The urgent referral pathway is an NHS strategy which aims to improve cancer survival rates by ensuring that patients with tell-tale cancer symptoms are sent for fast track tests. These tests allow cancer to be detected earlier, significantly improving patients’ chances of survival.
However, the King’s College study, which looked at the rates of urgent referrals between 2009 and 2013, revealed that only one in six GP surgeries had a high use of the pathway. It also showed that those with the lowest number of referrals had 7% higher death rates than the best performing practices.
The study, which was published in the British Medical Journal, involved an analysis of data on 215,284 cancer patients from over 8,000 general practices.

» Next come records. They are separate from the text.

//! Ratatui styling for draw commands.
//!
//! Colours in the adventure data are 24-bit; terminals without true colour
//! support fall back to the nearest palette entry on their own.

use adventure_core::{ButtonStyle, ButtonVisual, Rgb, TextAlign, TextStyle};
use ratatui::layout::Alignment;
use ratatui::style::{Color, Modifier, Style};

/// Consistent colour scheme for the terminal renderer.
#[derive(Clone, Copy, Debug, Default)]
pub struct RatatuiTheme;

impl RatatuiTheme {
    const ART: Rgb = Rgb(0xC8, 0xC8, 0xC8);
    const PROP: Rgb = Rgb(0xE8, 0xB0, 0x4C);
    const PLAYER: Rgb = Rgb(0xFF, 0xE0, 0x66);
    const DIALOGUE_BG: Rgb = Rgb(0xF4, 0xE4, 0xBC);

    pub fn color(&self, rgb: Rgb) -> Color {
        Color::Rgb(rgb.0, rgb.1, rgb.2)
    }

    /// Background art, darkened when the room applies a tint.
    pub fn background(&self, tint: Option<u8>) -> Style {
        let rgb = match tint {
            Some(level) => Self::ART.tinted(level),
            None => Self::ART,
        };
        Style::default().fg(self.color(rgb))
    }

    pub fn text(&self, style: &TextStyle) -> Style {
        Style::default().fg(self.color(style.color))
    }

    pub fn alignment(&self, align: TextAlign) -> Alignment {
        match align {
            TextAlign::Left => Alignment::Left,
            TextAlign::Center => Alignment::Center,
            TextAlign::Right => Alignment::Right,
        }
    }

    pub fn prop(&self) -> Style {
        Style::default().fg(self.color(Self::PROP))
    }

    pub fn player(&self) -> Style {
        Style::default()
            .fg(self.color(Self::PLAYER))
            .add_modifier(Modifier::BOLD)
    }

    pub fn button(&self, style: &ButtonStyle, visual: ButtonVisual) -> Style {
        match visual {
            ButtonVisual::Default => Style::default()
                .bg(self.color(style.fill))
                .fg(self.color(style.text)),
            ButtonVisual::Hovered => Style::default()
                .bg(self.color(style.hover_fill))
                .fg(self.color(style.hover_tint))
                .add_modifier(Modifier::BOLD),
            ButtonVisual::Pressed => Style::default()
                .bg(self.color(style.pressed_fill))
                .fg(self.color(style.text))
                .add_modifier(Modifier::BOLD),
        }
    }

    pub fn dialogue_box(&self) -> Style {
        Style::default().bg(self.color(Self::DIALOGUE_BG))
    }

    pub fn dialogue_label(&self, style: &TextStyle) -> Style {
        self.text(style).add_modifier(Modifier::BOLD)
    }

    pub fn status_bar(&self) -> Style {
        Style::default().fg(Color::Gray).bg(Color::Black)
    }
}

#[cfg(test)]
mod tests {
    use super::*;

    #[test]
    fn tint_darkens_the_background() {
        let theme = RatatuiTheme;
        assert_eq!(theme.background(None).fg, Some(Color::Rgb(0xC8, 0xC8, 0xC8)));
        assert_eq!(theme.background(Some(0)).fg, Some(Color::Rgb(0, 0, 0)));

        let Some(Color::Rgb(r, _, _)) = theme.background(Some(125)).fg else {
            panic!("expected an rgb colour");
        };
        assert!(r < 0xC8);
    }

    #[test]
    fn button_visuals_use_their_fills() {
        let theme = RatatuiTheme;
        let style = ButtonStyle::default();

        let normal = theme.button(&style, ButtonVisual::Default);
        let hovered = theme.button(&style, ButtonVisual::Hovered);
        let pressed = theme.button(&style, ButtonVisual::Pressed);

        assert_eq!(normal.bg, Some(Color::Rgb(0xAA, 0xAA, 0xAA)));
        assert_eq!(hovered.bg, Some(Color::Rgb(0xAA, 0x33, 0xAA)));
        assert_eq!(hovered.fg, Some(Color::Rgb(0xFF, 0x00, 0x00)));
        assert_eq!(pressed.bg, Some(Color::Rgb(0x66, 0x11, 0x66)));
    }

    #[test]
    fn text_alignment_maps_directly() {
        let theme = RatatuiTheme;
        assert_eq!(theme.alignment(TextAlign::Center), Alignment::Center);
        assert_eq!(theme.alignment(TextAlign::Right), Alignment::Right);
    }
}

Study author Professor Henrik Moller points out that poor use of the urgent referral system has undoubtedly cost lives because early diagnosis is the key to effective cancer treatment.
“It is generally assumed that the more promptly a diagnosis of cancer is made, the better is the prognosis, because cancer detected at an earlier stage has better treatment options leading to improved survival,” he explains. “This assumption is supported by the evidence that tumours can progress during the time taken to reach a diagnosis and start treatment. Observational studies have found an association between time of diagnosis and mortality.”
Professor Moller estimates that an additional 2,400 patients from low referring practices would still be alive today if use of urgent referral had been higher. He says that practices with a consistently low use of the system need to consider why this is so, and take steps towards achieving earlier diagnoses of cancer.